[Listed entries Boundary: Start]

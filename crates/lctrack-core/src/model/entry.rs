//! Entry - one logged review of a problem

use serde::{Deserialize, Serialize};
use uuid::Uuid;

use crate::sm2::Confidence;

/// An immutable review event
///
/// Entries are the source of truth for scheduling: a problem's state is the
/// replay of its entries, ordered by `(ts, id)`.
#[derive(Debug, Clone, PartialEq, Eq, Hash, Serialize, Deserialize)]
#[serde(rename_all = "camelCase")]
pub struct Entry {
    /// Unique identifier (UUID v4), also the tie-break for equal timestamps
    pub id: String,
    /// Problem the review belongs to
    pub problem_id: i64,
    /// Self-assessed confidence
    pub confidence: Confidence,
    /// Unix timestamp (seconds) of the review
    pub ts: i64,
}

impl Entry {
    /// Create an entry with a fresh identifier
    pub fn new(problem_id: i64, confidence: Confidence, ts: i64) -> Self {
        Self {
            id: Uuid::new_v4().to_string(),
            problem_id,
            confidence,
            ts,
        }
    }

    /// Create an entry with a known identifier (imports, merges, tests)
    pub fn with_id(id: impl Into<String>, problem_id: i64, confidence: Confidence, ts: i64) -> Self {
        Self {
            id: id.into(),
            problem_id,
            confidence,
            ts,
        }
    }

    /// Replay order key
    pub fn replay_key(&self) -> (i64, &str) {
        (self.ts, self.id.as_str())
    }
}
//! Data directory layout
//!
//! Everything lives under one data directory, resolved in order from an
//! explicit path, the `LCTRACK_DATA_DIR` environment variable, and the
//! platform data directory.

use std::path::{Path, PathBuf};

use directories::ProjectDirs;

use crate::storage::{Result, StorageError};
use crate::sync::BACKUP_HISTORY_FILE;

/// Environment variable overriding the data directory
pub const DATA_DIR_ENV: &str = "LCTRACK_DATA_DIR";

/// Database file name
pub const DATABASE_FILE: &str = "lctrack.db";

/// Local event history file name
pub const LOCAL_HISTORY_FILE: &str = "event_history_local.jsonl";

/// Backup repository directory name
pub const BACKUP_DIR: &str = "backup";

/// Resolved file locations
#[derive(Debug, Clone, PartialEq, Eq)]
pub struct TrackerPaths {
    data_dir: PathBuf,
}

impl TrackerPaths {
    /// Paths rooted at `data_dir`
    pub fn new(data_dir: impl Into<PathBuf>) -> Self {
        Self {
            data_dir: data_dir.into(),
        }
    }

    /// Resolve the data directory: `explicit`, then the environment, then the
    /// platform default
    pub fn resolve(explicit: Option<PathBuf>) -> Result<Self> {
        if let Some(dir) = explicit {
            return Ok(Self::new(dir));
        }

        if let Ok(dir) = std::env::var(DATA_DIR_ENV)
            && !dir.trim().is_empty()
        {
            return Ok(Self::new(dir));
        }

        let proj_dirs = ProjectDirs::from("com", "lctrack", "lctrack").ok_or_else(|| {
            StorageError::Init("Could not determine project directories".to_string())
        })?;
        Ok(Self::new(proj_dirs.data_dir()))
    }

    /// Create the data directory with owner-only permissions
    pub fn ensure(&self) -> Result<()> {
        std::fs::create_dir_all(&self.data_dir)?;
        // Restrict directory permissions to owner-only on Unix
        #[cfg(unix)]
        {
            use std::os::unix::fs::PermissionsExt;
            let perms = std::fs::Permissions::from_mode(0o700);
            let _ = std::fs::set_permissions(&self.data_dir, perms);
        }
        Ok(())
    }

    pub fn data_dir(&self) -> &Path {
        &self.data_dir
    }

    pub fn database(&self) -> PathBuf {
        self.data_dir.join(DATABASE_FILE)
    }

    pub fn local_history(&self) -> PathBuf {
        self.data_dir.join(LOCAL_HISTORY_FILE)
    }

    pub fn backup_dir(&self) -> PathBuf {
        self.data_dir.join(BACKUP_DIR)
    }

    pub fn backup_history(&self) -> PathBuf {
        self.backup_dir().join(BACKUP_HISTORY_FILE)
    }
}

[Listed entries Boundary: End]

About this exercise —
Copy the lines of the entries above that mention "Debug".

Exercise solution —
#[derive(Debug, Clone, PartialEq, Eq, Hash, Serialize, Deserialize)]
#[derive(Debug, Clone, PartialEq, Eq)]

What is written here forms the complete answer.